Risks Associated With Employee Use of Personal Electronic Devices
The increased use by employees of their own laptops, tablets or I-Phones to connect to the employer’s network raises serious security and legal issues of which employers must be aware. While allowing employees to use their own electronic devices can save money, there are a number of hidden costs to consider, including:
- Non-exempt employees may file claims for unpaid overtime for time spent after work responding to e-mails or text messages;
- Unencrypted confidential employer or client information may be accessed by unauthorized persons from lost or stolen devices;
- Employee claims of invasion of privacy when employers retain the ability to access personal devices; and
- Employees refusing to turn over personal devices needed for litigation purposes.
Employers should consider crafting policies designed to avoid these types of problems with employees using personal devices, including:
- Clear limits prohibiting the use of personal electronic devices after working hours without specific authorization;
- Waiver of privacy rights by employees using personal electronic devices to connect to the employer’s network;
- Acknowledging company ownership of all data on any device synced to the employer’s network; and
- Agreement to permit recovery of data upon termination or in response to discovery demands in litigation.
Limiting Filing Periods in Employment Applications or Arbitration Agreements
Employers in New Jersey should consider including in their employment applications, arbitration agreements or at-will agreements specific language requiring employees to initiate employment actions, such as claims for discrimination or retaliation, within one year – or even six months – as a mutually agreed-upon limitations period. New Jersey courts have recognized that parties to a contract may agree to limit the time in which claims may be asserted by one against the other so long as the underlying agreement is valid and the time to file is reasonable, even where the agreed-upon time is less than the employee would have to file a claim under the applicable law or common law statute of limitations, and have found six-month and one-year restrictions to be reasonable. The courts have enforced such filing restrictions found in arbitration agreements, employment applications and at-will agreements to dismiss employment claims under federal law, including Title VII and the ADEA, under state law, including the LAD and CEPA, and with respect to common law claims for breach of implied contract and wrongful discharge.
1 Although the validity of approximately 600 Board decisions from 2012is in doubt because of the D.C. Circuit Court’s recent opinion that the recess appointment of three Board Members was invalid, that issue will likely not be resolved until it is heard by the Supreme Court. In the interim, the Board and its Acting General Counsel can be expected to continue to scrutinize the policies of non-union employers.

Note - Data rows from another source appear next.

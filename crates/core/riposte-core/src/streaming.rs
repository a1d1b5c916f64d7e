//! Streaming reply support
//!
//! A reply source emits [`StreamEvent`]s through a bounded channel while the
//! session dispatcher consumes them. Cancellation is cooperative: sources
//! check the [`CancelToken`] before every emission, and the dispatcher checks
//! it again before mutating any state.

use crate::{Result, RiposteError};
use std::sync::atomic::{AtomicBool, Ordering};
use std::sync::Arc;
use tokio::sync::mpsc;

/// An event emitted while a reply streams
#[derive(Debug, Clone, PartialEq)]
pub enum StreamEvent {
    /// One token of reply text (including its trailing space)
    Token(String),
    /// The generation restarted against a backup source; any partial
    /// content already emitted must be discarded
    Restarted,
}

/// Stream of reply events
pub type TokenStream = mpsc::Receiver<StreamEvent>;

/// Stream sender
pub type TokenStreamSender = mpsc::Sender<StreamEvent>;

/// Create a new token stream
pub fn create_token_stream(buffer_size: usize) -> (TokenStreamSender, TokenStream) {
    mpsc::channel(buffer_size)
}

/// Cooperative cancellation flag shared between a job and its source
#[derive(Debug, Clone, Default)]
pub struct CancelToken {
    cancelled: Arc<AtomicBool>,
}

impl CancelToken {
    /// Create a new, uncancelled token
    pub fn new() -> Self {
        Self::default()
    }

    /// Request cancellation
    pub fn cancel(&self) {
        self.cancelled.store(true, Ordering::SeqCst);
    }

    /// Whether cancellation was requested
    pub fn is_cancelled(&self) -> bool {
        self.cancelled.load(Ordering::SeqCst)
    }
}

/// Streaming reply handler given to a reply source
pub struct StreamHandler {
    sender: TokenStreamSender,
}

impl StreamHandler {
    /// Create a new stream handler
    pub fn new(sender: TokenStreamSender) -> Self {
        Self { sender }
    }

    /// Send one token of reply text
    pub async fn send_token(&self, token: impl Into<String>) -> Result<()> {
        self.sender
            .send(StreamEvent::Token(token.into()))
            .await
            .map_err(|e| RiposteError::other(format!("Failed to send token: {}", e)))
    }

    /// Signal that the generation restarted against a backup source
    pub async fn signal_restart(&self) -> Result<()> {
        self.sender
            .send(StreamEvent::Restarted)
            .await
            .map_err(|e| RiposteError::other(format!("Failed to send restart: {}", e)))
    }
}

/// Collect a stream into the final reply text
///
/// A [`StreamEvent::Restarted`] discards everything collected so far.
pub async fn collect_stream(mut stream: TokenStream) -> String {
    let mut result = String::new();
    while let Some(event) = stream.recv().await {
        match event {
            StreamEvent::Token(token) => result.push_str(&token),
            StreamEvent::Restarted => result.clear(),
        }
    }
    result
}

#[cfg(test)]
mod tests {
    use super::*;

    #[tokio::test]
    async fn test_stream_tokens() {
        let (sender, receiver) = create_token_stream(10);
        let handler = StreamHandler::new(sender);

        tokio::spawn(async move {
            handler.send_token("Heille ").await.unwrap();
            handler.send_token("toi ").await.unwrap();
        });

        assert_eq!(collect_stream(receiver).await, "Heille toi ");
    }

    #[tokio::test]
    async fn test_restart_discards_partial_content() {
        let (sender, receiver) = create_token_stream(10);
        let handler = StreamHandler::new(sender);

        tokio::spawn(async move {
            handler.send_token("brouillon ").await.unwrap();
            handler.signal_restart().await.unwrap();
            handler.send_token("final ").await.unwrap();
        });

        assert_eq!(collect_stream(receiver).await, "final ");
    }

    #[test]
    fn test_cancel_token() {
        let token = CancelToken::new();
        assert!(!token.is_cancelled());

        let clone = token.clone();
        clone.cancel();
        assert!(token.is_cancelled());
    }
}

2 356 N.L.R.B. No. 106 (Sept. 7, 2012).
3 The Board has recognized that not all Internet postings are subject to protection as concerted activity. In a case decided shortly after Costco, the Board held that the discharge of an employee for posting inappropriate pictures and comments on Facebook was not unlawful because the postings were not protected where they did not concern terms and conditions of employment. Karl Knauz Motors, Inc., 358 NLRB No. 164 (Sept. 28, 2012). On the other hand, the Board found comments on Facebook were protected as concerted activity where the employee posted the comments to solicit a response and support from co-workers in a potential protest to management. Hispanics United, 359 N.L.R.B. No. 37 (Dec. 14, 2012).
4 358 N.L.R.B. No. 127 (Sept. 11, 2012).
5 359 N.L.R.B. No. 54 (Jan. 25, 2013).
6 Case No. 28-CA-75857 (Jan. 8, 2013).